## What is being asked
Search the records below for the word "collect", then return every line where it appears.

Records from a dataset
Segment Open

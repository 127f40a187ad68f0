//! End-to-end session scenarios.

use crate::fixtures::{self, params};
use imgpipe_core::{Image, ParamMap};
use imgpipe_history::document;
use imgpipe_history::{
    EncodedValue, EnumResolution, ImportError, PipelineError, ReplayError, ReplayMode,
    SessionConfig, SessionManager,
};
use std::sync::Arc;
use tempfile::tempdir;

#[test]
fn test_undo_then_fork_drops_threshold() {
    let mut s = fixtures::session();
    s.apply("Blur", params(&[("size", 5.into())])).unwrap();
    s.apply("Threshold", params(&[("t", 127.into())])).unwrap();

    s.undo().unwrap();
    assert_eq!(s.timeline().ledger().index(), Some(0));

    s.apply("Erode", params(&[("iter", 1.into())])).unwrap();
    assert_eq!(s.timeline().history().index(), Some(2));
    assert_eq!(s.timeline().history().len(), 3);

    let names: Vec<_> = s
        .timeline()
        .ledger()
        .records()
        .iter()
        .map(|r| r.operation.as_str())
        .collect();
    assert_eq!(names, vec!["Blur", "Erode"]);

    let doc = s.export();
    assert_eq!(doc.total_steps, 2);
    assert_eq!(doc.current_step, 2);
    let exported: Vec<_> = doc.operations.iter().map(|r| r.operation.as_str()).collect();
    assert_eq!(exported, vec!["Blur", "Erode"]);
    assert_eq!(doc.operations[1].step, 2);
    assert_eq!(doc.operations[0].parameters["size"], EncodedValue::Int(5));
}

#[test]
fn test_unknown_second_entry_rolls_back() {
    let mut s = fixtures::session();
    let before = s.timeline().history().clone();

    let json = br#"{"processing_pipeline": {"total_steps": 2, "current_step": 2, "functions_applied": [
        {"step": 1, "function_name": "Blur", "parameters": {"size": 5}, "timestamp": "2024-05-01T10:00:00"},
        {"step": 2, "function_name": "Sepia", "parameters": {}, "timestamp": "2024-05-01T10:00:01"}
    ]}, "export_timestamp": "2024-05-01T10:00:02"}"#;

    let err = s.import(json, ReplayMode::Append).unwrap_err();
    match err {
        PipelineError::Replay(ReplayError::UnknownOperation { name, step }) => {
            assert_eq!(name, "Sepia");
            assert_eq!(step, 2);
        }
        other => panic!("unexpected {other:?}"),
    }
    assert_eq!(s.timeline().history(), &before);
    assert!(s.timeline().ledger().is_empty());
    assert_eq!(s.current_image(), Some(&fixtures::origin()));
}

#[test]
fn test_failing_operation_mid_replay_rolls_back() {
    let mut s = fixtures::session();
    s.apply("Blur", ParamMap::new()).unwrap();
    let before = s.timeline().ledger().clone();

    let json = br#"{"processing_pipeline": {"functions_applied": [
        {"function_name": "Erode", "parameters": {}},
        {"function_name": "Explode", "parameters": {}}
    ]}}"#;
    let err = s.import(json, ReplayMode::RestartFromOrigin).unwrap_err();
    assert!(matches!(
        err,
        PipelineError::Replay(ReplayError::OperationFailed { step: 2, .. })
    ));
    assert_eq!(s.timeline().ledger(), &before);
    assert_eq!(s.timeline().history().len(), 2);
}

#[test]
fn test_schema_resolution_picks_declared_enum() {
    let json = br#"{"processing_pipeline": {"functions_applied": [
        {"function_name": "Tint", "parameters": {"mode": "SHARED"}}
    ]}}"#;

    let mut schema = fixtures::session();
    schema.import(json, ReplayMode::Append).unwrap();
    assert!(schema.current_image().unwrap().data().iter().all(|&v| v == 90));

    // Trial matching resolves SHARED against EdgeMode first, which Tint rejects.
    let mut trial = fixtures::session_with(SessionConfig {
        enum_resolution: EnumResolution::TrialMatch,
        ..SessionConfig::default()
    });
    let err = trial.import(json, ReplayMode::Append).unwrap_err();
    assert!(matches!(
        err,
        PipelineError::Replay(ReplayError::OperationFailed { .. })
    ));
    assert!(trial.timeline().ledger().is_empty());
}

#[test]
fn test_out_of_range_import_reports_failure() {
    let mut s = fixtures::builtin_session();
    s.apply("Invert", ParamMap::new()).unwrap();
    let image = s.current_image().unwrap().clone();
    let history = s.timeline().history().clone();
    let ledger = s.timeline().ledger().clone();

    let documents: [&[u8]; 2] = [
        br#"{"processing_pipeline": {"functions_applied": [
            {"function_name": "Resize", "parameters": {"fx": 1e18, "fy": 1.0}}]}}"#,
        br#"{"processing_pipeline": {"functions_applied": [
            {"function_name": "Gaussian Blur", "parameters": {"ksize": 1000000000000000001}}]}}"#,
    ];
    for bytes in documents {
        for mode in [ReplayMode::Append, ReplayMode::RestartFromOrigin] {
            let err = s.import(bytes, mode).unwrap_err();
            assert!(matches!(
                err,
                PipelineError::Replay(ReplayError::OperationFailed { step: 1, .. })
            ));
            assert!(s.current_image().unwrap().shares_buffer(&image));
            assert_eq!(s.timeline().history(), &history);
            assert_eq!(s.timeline().ledger(), &ledger);
        }
    }
}

#[test]
fn test_preview_accept_flow() {
    let mut s = fixtures::session();
    let preview = s.preview("Threshold", ParamMap::new()).unwrap();
    assert_eq!(preview.base_index, Some(0));
    assert_eq!(s.timeline().history().len(), 1);

    let kept = preview.image.clone();
    s.accept(preview).unwrap();
    assert!(s.current_image().unwrap().shares_buffer(&kept));

    let stale = s.preview("Blur", ParamMap::new()).unwrap();
    s.undo();
    assert!(matches!(s.accept(stale), Err(PipelineError::StalePreview)));
    assert_eq!(s.timeline().history().len(), 2);
    assert_eq!(s.timeline().history().index(), Some(0));
}

#[test]
fn test_failed_apply_leaves_session_unchanged() {
    let mut s = fixtures::session();
    s.apply("Blur", ParamMap::new()).unwrap();
    let history = s.timeline().history().clone();
    let ledger = s.timeline().ledger().clone();

    assert!(matches!(
        s.apply("Explode", ParamMap::new()),
        Err(PipelineError::Operation { .. })
    ));
    assert!(matches!(
        s.apply("Blur", params(&[("size", 4.into())])),
        Err(PipelineError::Operation { .. })
    ));
    assert_eq!(s.timeline().history(), &history);
    assert_eq!(s.timeline().ledger(), &ledger);
}

#[test]
fn test_empty_export_is_sentinel() {
    let s = fixtures::session();
    let json = s.export_json().unwrap();
    let value: serde_json::Value = serde_json::from_str(&json).unwrap();
    assert_eq!(value["processing_pipeline"]["total_steps"], 0);
    assert_eq!(value["processing_pipeline"]["note"], document::EMPTY_HISTORY_NOTE);

    let parsed = document::parse(json.as_bytes()).unwrap();
    assert!(parsed.is_empty_history());
}

#[test]
fn test_invalid_documents_rejected_before_replay() {
    let mut s = fixtures::session();
    let cases: [(&[u8], fn(&ImportError) -> bool); 3] = [
        (b"nope", |e| matches!(e, ImportError::MalformedJson(_))),
        (br#"{"processing_pipeline": {}}"#, |e| {
            matches!(e, ImportError::SchemaViolation { .. })
        }),
        (
            br#"{"processing_pipeline": {"functions_applied": [{"function_name": "Blur"}]}}"#,
            |e| matches!(e, ImportError::MissingField { index: 0, .. }),
        ),
    ];
    for (bytes, check) in cases {
        match s.import(bytes, ReplayMode::Append) {
            Err(PipelineError::Import(e)) => assert!(check(&e), "{e}"),
            other => panic!("unexpected {other:?}"),
        }
    }
    assert_eq!(s.timeline().history().len(), 1);
}

#[test]
fn test_file_roundtrip_with_builtin_ops() {
    let dir = tempdir().unwrap();
    let path = dir.path().join("pipeline.json");

    let mut s = fixtures::builtin_session();
    s.apply("Gaussian Blur", ParamMap::new()).unwrap();
    s.apply("Box Blur", params(&[("ksize", (5_i64, 5_i64).into())])).unwrap();
    s.apply("Threshold", ParamMap::new()).unwrap();
    s.apply("Dilate", ParamMap::new()).unwrap();
    s.undo();
    std::fs::write(&path, s.export_json().unwrap()).unwrap();

    let bytes = std::fs::read(&path).unwrap();
    let doc = document::parse(&bytes).unwrap();
    assert_eq!(doc.total_steps, 3);
    assert_eq!(
        doc.operations[0].parameters["borderType"],
        EncodedValue::Text("BORDER_DEFAULT".into())
    );

    let mut other = fixtures::builtin_session();
    other.import(&bytes, ReplayMode::Append).unwrap();
    assert_eq!(other.current_image(), s.current_image());
    assert_eq!(other.timeline().history().len(), 4);
}

#[test]
fn test_blend_second_image_is_not_replayable() {
    let mut s = fixtures::builtin_session();
    let overlay = Image::filled(24, 16, 3, 255).unwrap();
    s.apply("Blend", params(&[("overlay", overlay.into())])).unwrap();
    let doc = s.export();
    assert_eq!(
        doc.operations[0].parameters["overlay"],
        EncodedValue::Text("Image(24x16x3)".into())
    );

    let mut other = fixtures::builtin_session();
    let err = other.replay(&doc.operations, ReplayMode::Append).unwrap_err();
    assert!(matches!(
        err,
        PipelineError::Replay(ReplayError::OperationFailed { step: 1, .. })
    ));
}

#[test]
fn test_manager_sessions_in_parallel() {
    let manager = Arc::new(SessionManager::new(fixtures::registry(), SessionConfig::default()));
    let ids: Vec<_> = (0..3).map(|_| manager.create()).collect();

    let handles: Vec<_> = ids
        .iter()
        .enumerate()
        .map(|(n, &id)| {
            let manager = Arc::clone(&manager);
            std::thread::spawn(move || {
                manager
                    .with_session(id, |s| {
                        s.load_source(fixtures::origin());
                        for _ in 0..=n {
                            s.apply("Blur", ParamMap::new()).map(|_| ())?;
                        }
                        s.export_json()
                    })
                    .unwrap()
                    .unwrap()
            })
        })
        .collect();
    let exports: Vec<String> = handles.into_iter().map(|h| h.join().unwrap()).collect();

    for (n, json) in exports.iter().enumerate() {
        assert_eq!(document::parse(json.as_bytes()).unwrap().total_steps, n + 1);
    }
    assert!(manager.close(ids[0]));
    assert_eq!(manager.len(), 2);
}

Segment Closed

## Response box
        .collect();
    let exported: Vec<_> = doc.operations.iter().map(|r| r.operation.as_str()).collect();
    let ids: Vec<_> = (0..3).map(|_| manager.create()).collect();
        .collect();
    let exports: Vec<String> = handles.into_iter().map(|h| h.join().unwrap()).collect();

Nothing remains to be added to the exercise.